▶ [Problem details]:
Beneath this instruction is a listing. Transcribe from it only the stretch from the line with "self.log_level = Some(level);" through the line with "let file_name = path.file_name().ok_or_else(||", both end lines included, exactly as written.
________________
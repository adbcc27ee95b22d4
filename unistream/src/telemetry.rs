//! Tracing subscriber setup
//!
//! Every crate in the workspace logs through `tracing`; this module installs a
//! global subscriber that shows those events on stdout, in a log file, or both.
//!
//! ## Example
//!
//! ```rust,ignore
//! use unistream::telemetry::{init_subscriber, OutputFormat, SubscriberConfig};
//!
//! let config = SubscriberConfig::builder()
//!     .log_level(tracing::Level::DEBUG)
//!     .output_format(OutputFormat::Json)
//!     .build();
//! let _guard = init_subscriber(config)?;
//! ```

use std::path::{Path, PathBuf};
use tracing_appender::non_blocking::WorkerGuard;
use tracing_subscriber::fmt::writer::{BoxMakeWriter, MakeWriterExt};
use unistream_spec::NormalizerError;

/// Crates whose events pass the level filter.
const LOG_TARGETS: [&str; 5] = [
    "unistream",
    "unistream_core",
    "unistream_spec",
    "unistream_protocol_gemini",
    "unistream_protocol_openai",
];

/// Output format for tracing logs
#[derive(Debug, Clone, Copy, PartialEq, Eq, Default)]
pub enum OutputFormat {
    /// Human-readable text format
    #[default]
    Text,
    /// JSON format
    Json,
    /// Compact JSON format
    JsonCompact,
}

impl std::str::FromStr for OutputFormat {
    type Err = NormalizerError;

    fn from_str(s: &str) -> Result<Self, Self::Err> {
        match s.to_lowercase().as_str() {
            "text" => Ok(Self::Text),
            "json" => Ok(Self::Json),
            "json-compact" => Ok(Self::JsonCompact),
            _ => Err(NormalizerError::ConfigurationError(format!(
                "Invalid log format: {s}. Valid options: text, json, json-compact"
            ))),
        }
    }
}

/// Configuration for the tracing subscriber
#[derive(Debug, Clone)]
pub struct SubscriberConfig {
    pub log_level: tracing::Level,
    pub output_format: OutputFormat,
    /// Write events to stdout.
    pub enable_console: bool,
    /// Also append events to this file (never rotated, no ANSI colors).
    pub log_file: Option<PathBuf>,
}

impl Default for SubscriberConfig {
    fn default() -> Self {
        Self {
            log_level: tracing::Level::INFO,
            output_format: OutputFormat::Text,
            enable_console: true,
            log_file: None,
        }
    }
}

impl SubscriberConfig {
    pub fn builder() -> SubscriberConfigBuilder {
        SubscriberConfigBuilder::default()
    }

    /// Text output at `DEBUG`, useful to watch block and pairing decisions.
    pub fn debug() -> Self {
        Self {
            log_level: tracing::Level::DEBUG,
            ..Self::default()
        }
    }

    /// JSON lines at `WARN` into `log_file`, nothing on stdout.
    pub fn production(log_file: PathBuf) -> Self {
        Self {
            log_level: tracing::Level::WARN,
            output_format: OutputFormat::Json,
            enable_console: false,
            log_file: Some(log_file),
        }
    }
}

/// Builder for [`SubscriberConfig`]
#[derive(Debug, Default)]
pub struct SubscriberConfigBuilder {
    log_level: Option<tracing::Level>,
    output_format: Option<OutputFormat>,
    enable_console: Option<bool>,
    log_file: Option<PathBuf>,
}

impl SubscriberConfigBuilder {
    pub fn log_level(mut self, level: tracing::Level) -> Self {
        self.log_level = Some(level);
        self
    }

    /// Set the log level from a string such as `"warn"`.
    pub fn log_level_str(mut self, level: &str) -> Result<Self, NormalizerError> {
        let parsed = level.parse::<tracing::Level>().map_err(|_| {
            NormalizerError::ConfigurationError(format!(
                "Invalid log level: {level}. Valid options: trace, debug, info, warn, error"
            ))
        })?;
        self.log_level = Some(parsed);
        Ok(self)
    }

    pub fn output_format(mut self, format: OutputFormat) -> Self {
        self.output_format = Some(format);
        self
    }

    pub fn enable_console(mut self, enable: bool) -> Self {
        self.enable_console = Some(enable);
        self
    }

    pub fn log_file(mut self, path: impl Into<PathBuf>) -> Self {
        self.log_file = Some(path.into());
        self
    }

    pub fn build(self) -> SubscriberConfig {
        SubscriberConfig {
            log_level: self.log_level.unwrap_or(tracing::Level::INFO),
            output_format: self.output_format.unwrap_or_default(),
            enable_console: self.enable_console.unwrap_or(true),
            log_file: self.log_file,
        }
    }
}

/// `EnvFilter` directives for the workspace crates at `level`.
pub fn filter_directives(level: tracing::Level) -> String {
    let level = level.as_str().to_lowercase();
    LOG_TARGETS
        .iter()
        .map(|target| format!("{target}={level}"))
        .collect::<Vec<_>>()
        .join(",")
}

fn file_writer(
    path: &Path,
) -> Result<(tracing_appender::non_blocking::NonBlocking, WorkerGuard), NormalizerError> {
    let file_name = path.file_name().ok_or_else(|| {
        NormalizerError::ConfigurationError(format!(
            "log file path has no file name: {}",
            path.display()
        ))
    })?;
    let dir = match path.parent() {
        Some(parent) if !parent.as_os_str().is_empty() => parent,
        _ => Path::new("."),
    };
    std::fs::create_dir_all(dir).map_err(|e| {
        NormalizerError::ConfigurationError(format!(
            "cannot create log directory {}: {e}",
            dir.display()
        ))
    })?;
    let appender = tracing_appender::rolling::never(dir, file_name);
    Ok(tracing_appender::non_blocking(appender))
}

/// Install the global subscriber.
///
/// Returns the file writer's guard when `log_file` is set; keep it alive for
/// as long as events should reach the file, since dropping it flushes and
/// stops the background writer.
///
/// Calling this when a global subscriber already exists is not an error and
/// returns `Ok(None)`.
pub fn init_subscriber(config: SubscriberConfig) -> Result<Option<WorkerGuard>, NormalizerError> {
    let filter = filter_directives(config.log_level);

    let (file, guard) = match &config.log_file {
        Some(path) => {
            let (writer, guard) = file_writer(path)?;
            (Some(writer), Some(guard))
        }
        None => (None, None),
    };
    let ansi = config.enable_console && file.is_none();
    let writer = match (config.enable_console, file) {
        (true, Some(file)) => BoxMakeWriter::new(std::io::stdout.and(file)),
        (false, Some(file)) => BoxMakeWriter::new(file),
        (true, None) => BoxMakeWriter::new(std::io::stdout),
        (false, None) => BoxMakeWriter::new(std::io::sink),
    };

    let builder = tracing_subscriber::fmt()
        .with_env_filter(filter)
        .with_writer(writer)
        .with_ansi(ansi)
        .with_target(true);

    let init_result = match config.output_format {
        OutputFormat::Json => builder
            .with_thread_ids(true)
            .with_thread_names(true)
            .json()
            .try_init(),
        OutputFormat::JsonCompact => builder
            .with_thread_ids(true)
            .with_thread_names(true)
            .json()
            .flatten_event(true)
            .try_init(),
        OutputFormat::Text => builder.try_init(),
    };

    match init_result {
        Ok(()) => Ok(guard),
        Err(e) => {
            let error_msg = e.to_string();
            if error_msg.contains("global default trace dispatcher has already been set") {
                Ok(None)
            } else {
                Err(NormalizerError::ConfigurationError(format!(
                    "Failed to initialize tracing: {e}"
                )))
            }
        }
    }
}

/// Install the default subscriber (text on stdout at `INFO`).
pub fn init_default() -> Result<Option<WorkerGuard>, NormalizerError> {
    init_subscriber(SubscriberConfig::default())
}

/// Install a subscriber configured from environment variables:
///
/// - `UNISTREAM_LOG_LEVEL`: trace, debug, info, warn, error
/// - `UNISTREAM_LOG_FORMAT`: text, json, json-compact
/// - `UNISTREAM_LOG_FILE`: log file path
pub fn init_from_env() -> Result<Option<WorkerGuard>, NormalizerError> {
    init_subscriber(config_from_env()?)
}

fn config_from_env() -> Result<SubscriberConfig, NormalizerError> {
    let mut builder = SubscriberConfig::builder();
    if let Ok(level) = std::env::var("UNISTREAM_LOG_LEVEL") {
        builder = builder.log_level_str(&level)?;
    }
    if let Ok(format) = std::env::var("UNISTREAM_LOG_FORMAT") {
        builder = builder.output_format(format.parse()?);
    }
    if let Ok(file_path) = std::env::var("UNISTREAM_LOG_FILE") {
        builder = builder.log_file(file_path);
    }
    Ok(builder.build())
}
________________
▶ [Answer to this problem]:
        self.log_level = Some(level);
        self
    }

    /// Set the log level from a string such as `"warn"`.
    pub fn log_level_str(mut self, level: &str) -> Result<Self, NormalizerError> {
        let parsed = level.parse::<tracing::Level>().map_err(|_| {
            NormalizerError::ConfigurationError(format!(
                "Invalid log level: {level}. Valid options: trace, debug, info, warn, error"
            ))
        })?;
        self.log_level = Some(parsed);
        Ok(self)
    }

    pub fn output_format(mut self, format: OutputFormat) -> Self {
        self.output_format = Some(format);
        self
    }

    pub fn enable_console(mut self, enable: bool) -> Self {
        self.enable_console = Some(enable);
        self
    }

    pub fn log_file(mut self, path: impl Into<PathBuf>) -> Self {
        self.log_file = Some(path.into());
        self
    }

    pub fn build(self) -> SubscriberConfig {
        SubscriberConfig {
            log_level: self.log_level.unwrap_or(tracing::Level::INFO),
            output_format: self.output_format.unwrap_or_default(),
            enable_console: self.enable_console.unwrap_or(true),
            log_file: self.log_file,
        }
    }
}

/// `EnvFilter` directives for the workspace crates at `level`.
pub fn filter_directives(level: tracing::Level) -> String {
    let level = level.as_str().to_lowercase();
    LOG_TARGETS
        .iter()
        .map(|target| format!("{target}={level}"))
        .collect::<Vec<_>>()
        .join(",")
}

fn file_writer(
    path: &Path,
) -> Result<(tracing_appender::non_blocking::NonBlocking, WorkerGuard), NormalizerError> {
    let file_name = path.file_name().ok_or_else(|| {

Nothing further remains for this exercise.